*What to do*. Copy, from the data below, every line that has "example" in it.

=== Supplied records ===

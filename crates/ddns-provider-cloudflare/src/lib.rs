// # Cloudflare DNS Provider
//
// This crate provides a Cloudflare DNS provider implementation for the DDNS system.
//
// ## Behaviour
//
// - Every request goes through the core `HttpTransport` (bounded retries on
//   transport failures, 10s per-request timeout)
// - HTTP status codes are inspected: a non-2xx answer is an error, never a
//   silent success
// - Undecodable bodies are `MalformedResponse`, never an empty result
// - Dry-run mode performs lookups but only logs create/update payloads
// - No state between calls: zone and record identifiers are passed in
//
// ## Security Requirements
//
// - API token NEVER appears in logs
// - Provider MUST fail fast if token is empty
//
// ## API Reference
//
// - Cloudflare API v4: https://developers.cloudflare.com/api/
// - List Zones: GET `/zones?name=...`
// - List DNS Records: GET `/zones/:zone_id/dns_records?name=...`
// - Create DNS Record: POST `/zones/:zone_id/dns_records`
// - Update DNS Record: PUT `/zones/:zone_id/dns_records/:record_id`

use async_trait::async_trait;
use ddns_core::config::{DEFAULT_API_BASE_URL, ProviderConfig, RecordType};
use ddns_core::traits::{DnsProvider, DnsRecord, RecordPayload, Zone};
use ddns_core::transport::{HttpResponse, HttpTransport};
use ddns_core::{Error, Result};
use reqwest::header::CONTENT_TYPE;
use serde::Deserialize;

/// Record id returned by create calls in dry-run mode
pub const DRY_RUN_RECORD_ID: &str = "dry-run";

/// Longest slice of a non-JSON error body quoted in error messages
const MAX_ERROR_BODY_CHARS: usize = 200;

/// Cloudflare v4 response envelope
#[derive(Debug, Deserialize)]
struct Envelope<T> {
    #[serde(default)]
    success: Option<bool>,
    #[serde(default)]
    errors: Vec<ApiMessage>,
    result: Option<T>,
}

#[derive(Debug, Deserialize)]
struct ApiMessage {
    #[serde(default)]
    code: i64,
    #[serde(default)]
    message: String,
}

#[derive(Debug, Deserialize)]
struct CreatedRecord {
    id: String,
}

/// Cloudflare DNS provider
///
/// # Dry-Run Mode
///
/// When `dry_run` is true, the provider will:
/// - Perform all GET requests (zone lookup, record lookup)
/// - Log the intended POST/PUT payload
/// - **NOT** actually create or modify DNS records
///
/// # Security
///
/// The Debug implementation intentionally does NOT expose the API token.
pub struct CloudflareProvider {
    /// Cloudflare API token
    /// ⚠️ NEVER log this value
    api_token: String,

    /// API base URL (overridable for tests and API gateways)
    base_url: String,

    /// Retrying HTTP transport
    transport: HttpTransport,

    /// Dry-run mode: if true, perform GET requests but skip writes
    dry_run: bool,
}

// Custom Debug implementation that hides the API token
impl std::fmt::Debug for CloudflareProvider {
    fn fmt(&self, f: &mut std::fmt::Formatter<'_>) -> std::fmt::Result {
        f.debug_struct("CloudflareProvider")
            .field("api_token", &"<REDACTED>")
            .field("base_url", &self.base_url)
            .field("dry_run", &self.dry_run)
            .finish()
    }
}

impl CloudflareProvider {
    /// Create a new Cloudflare provider against the public API
    ///
    /// # Parameters
    ///
    /// - `api_token`: Cloudflare API token with Zone:Read and DNS:Edit permissions
    /// - `transport`: Retrying transport shared with the rest of the process
    /// - `dry_run`: If true, perform GET requests but skip writes
    ///
    /// # Errors
    ///
    /// Returns `Error::Config` if the token is empty.
    pub fn new(
        api_token: impl Into<String>,
        transport: HttpTransport,
        dry_run: bool,
    ) -> Result<Self> {
        let api_token = api_token.into();

        if api_token.is_empty() {
            return Err(Error::config("Cloudflare API token cannot be empty"));
        }

        Ok(Self {
            api_token,
            base_url: DEFAULT_API_BASE_URL.to_string(),
            transport,
            dry_run,
        })
    }

    /// Create a provider from configuration
    pub fn from_config(config: &ProviderConfig, transport: HttpTransport) -> Result<Self> {
        if config.dry_run {
            tracing::warn!("Cloudflare provider running in DRY-RUN mode - no changes will be made");
        }

        Ok(Self::new(config.api_token.clone(), transport, config.dry_run)?
            .with_base_url(config.api_base_url.clone()))
    }

    /// Use a different API base URL
    pub fn with_base_url(mut self, base_url: impl Into<String>) -> Self {
        self.base_url = base_url.into().trim_end_matches('/').to_string();
        self
    }

    /// Whether writes are skipped
    pub fn is_dry_run(&self) -> bool {
        self.dry_run
    }

    fn url(&self, path: &str) -> String {
        format!("{}{}", self.base_url, path)
    }

    fn authorized(&self, request: reqwest::RequestBuilder) -> reqwest::RequestBuilder {
        request
            .bearer_auth(&self.api_token)
            .header(CONTENT_TYPE, "application/json")
    }
}

#[async_trait]
impl DnsProvider for CloudflareProvider {
    /// # API Call
    ///
    /// ```http
    /// GET /zones?name=example.com
    /// Authorization: Bearer <token>
    /// ```
    async fn find_zone(&self, domain: &str) -> Result<Zone> {
        tracing::debug!("Looking up zone for domain: {}", domain);

        let url = self.url("/zones");
        let response = self
            .transport
            .execute("GET /zones", |client| {
                self.authorized(client.get(&url)).query(&[("name", domain)])
            })
            .await?;

        if response.status.as_u16() == 404 {
            return Err(Error::zone_not_found(domain));
        }
        if !response.is_success() {
            return Err(lookup_error(&response, "Zone lookup failed"));
        }

        let envelope: Envelope<Vec<Zone>> = response.json()?;
        let zones = successful_result(envelope, &response)
            .map_err(|message| Error::api(response.status.as_u16(), message))?;

        let zone = zones
            .into_iter()
            .next()
            .ok_or_else(|| Error::zone_not_found(domain))?;

        tracing::debug!("Found zone ID: {}", zone.id);
        Ok(zone)
    }

    /// # API Call
    ///
    /// ```http
    /// GET /zones/:zone_id/dns_records?name=home.example.com
    /// Authorization: Bearer <token>
    /// ```
    ///
    /// Records of other types under the same name (the A record of a
    /// dual-stack host when AAAA is requested) are never returned.
    async fn find_record(
        &self,
        zone_id: &str,
        fqdn: &str,
        record_type: RecordType,
    ) -> Result<Option<DnsRecord>> {
        tracing::debug!("Looking up {} record: {}", record_type, fqdn);

        let url = self.url(&format!("/zones/{}/dns_records", zone_id));
        let response = self
            .transport
            .execute("GET /dns_records", |client| {
                self.authorized(client.get(&url)).query(&[("name", fqdn)])
            })
            .await?;

        if !response.is_success() {
            return Err(lookup_error(&response, "Record lookup failed"));
        }

        let envelope: Envelope<Vec<DnsRecord>> = response.json()?;
        let records = successful_result(envelope, &response)
            .map_err(|message| Error::api(response.status.as_u16(), message))?;

        let total = records.len();
        let record = records.into_iter().find(|r| r.has_type(record_type));
        match &record {
            Some(record) => tracing::debug!("Found record ID: {}", record.id),
            None => tracing::debug!(
                "No {} record named {} ({} record(s) of other types)",
                record_type,
                fqdn,
                total
            ),
        }

        Ok(record)
    }

    /// # API Call
    ///
    /// ```http
    /// POST /zones/:zone_id/dns_records
    /// { "type": "A", "name": "home.example.com", "content": "203.0.113.7", "ttl": 120 }
    /// ```
    async fn create_record(&self, zone_id: &str, record: &RecordPayload) -> Result<String> {
        let url = self.url(&format!("/zones/{}/dns_records", zone_id));

        if self.dry_run {
            tracing::info!(
                "[DRY-RUN] Would send POST request to {} with payload: {}",
                url,
                serde_json::to_string(record).unwrap_or_default()
            );
            return Ok(DRY_RUN_RECORD_ID.to_string());
        }

        let response = self
            .transport
            .execute("POST /dns_records", |client| {
                self.authorized(client.post(&url)).json(record)
            })
            .await
            .map_err(|e| Error::record_create(e.to_string()))?;

        if !response.is_success() {
            return Err(Error::record_create(describe_failure(&response)));
        }

        let envelope: Envelope<CreatedRecord> = response.json()?;
        let created = successful_result(envelope, &response).map_err(Error::record_create)?;

        if created.id.is_empty() {
            return Err(Error::malformed("created record has an empty id"));
        }

        Ok(created.id)
    }

    /// # API Call
    ///
    /// ```http
    /// PUT /zones/:zone_id/dns_records/:record_id
    /// { "type": "A", "name": "home.example.com", "content": "203.0.113.7", "ttl": 120 }
    /// ```
    async fn update_record(
        &self,
        zone_id: &str,
        record_id: &str,
        record: &RecordPayload,
    ) -> Result<()> {
        let url = self.url(&format!("/zones/{}/dns_records/{}", zone_id, record_id));

        if self.dry_run {
            tracing::info!(
                "[DRY-RUN] Would send PUT request to {} with payload: {}",
                url,
                serde_json::to_string(record).unwrap_or_default()
            );
            return Ok(());
        }

        let response = self
            .transport
            .execute("PUT /dns_records", |client| {
                self.authorized(client.put(&url)).json(record)
            })
            .await
            .map_err(|e| Error::record_update(e.to_string()))?;

        if !response.is_success() {
            return Err(Error::record_update(describe_failure(&response)));
        }

        let envelope: Envelope<serde_json::Value> = response.json()?;
        if envelope.success == Some(false) {
            return Err(Error::record_update(describe_failure(&response)));
        }

        Ok(())
    }

    fn provider_name(&self) -> &'static str {
        "cloudflare"
    }
}

/// Unwrap the envelope's result, or describe why it is unusable
fn successful_result<T>(
    envelope: Envelope<T>,
    response: &HttpResponse,
) -> std::result::Result<T, String> {
    if envelope.success == Some(false) {
        return Err(join_messages(&envelope.errors)
            .unwrap_or_else(|| format!("request rejected (status {})", response.status.as_u16())));
    }

    envelope
        .result
        .ok_or_else(|| "response has no result".to_string())
}

/// Map a non-2xx lookup response to an error
fn lookup_error(response: &HttpResponse, context: &str) -> Error {
    let status = response.status.as_u16();

    let message = match status {
        401 | 403 => {
            "Authentication failed: Invalid API token or insufficient permissions".to_string()
        }
        429 => "Rate limit exceeded. Please retry later".to_string(),
        500..=599 => format!("Cloudflare server error (transient): {}", describe_failure(response)),
        _ => format!("{}: {}", context, describe_failure(response)),
    };

    Error::api(status, message)
}

/// Human-readable description of a failed response
fn describe_failure(response: &HttpResponse) -> String {
    let details = response
        .json::<Envelope<serde_json::Value>>()
        .ok()
        .and_then(|envelope| join_messages(&envelope.errors))
        .unwrap_or_else(|| {
            let body = response.body.trim();
            if body.is_empty() {
                "empty response body".to_string()
            } else {
                body.chars().take(MAX_ERROR_BODY_CHARS).collect()
            }
        });

    format!("status {}: {}", response.status.as_u16(), details)
}

fn join_messages(errors: &[ApiMessage]) -> Option<String> {
    if errors.is_empty() {
        return None;
    }

    Some(
        errors
            .iter()
            .map(|e| format!("{} (code {})", e.message, e.code))
            .collect::<Vec<_>>()
            .join("; "),
    )
}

===

*Written response*.
    /// GET /zones?name=example.com
    /// GET /zones/:zone_id/dns_records?name=home.example.com
    /// { "type": "A", "name": "home.example.com", "content": "203.0.113.7", "ttl": 120 }
    /// { "type": "A", "name": "home.example.com", "content": "203.0.113.7", "ttl": 120 }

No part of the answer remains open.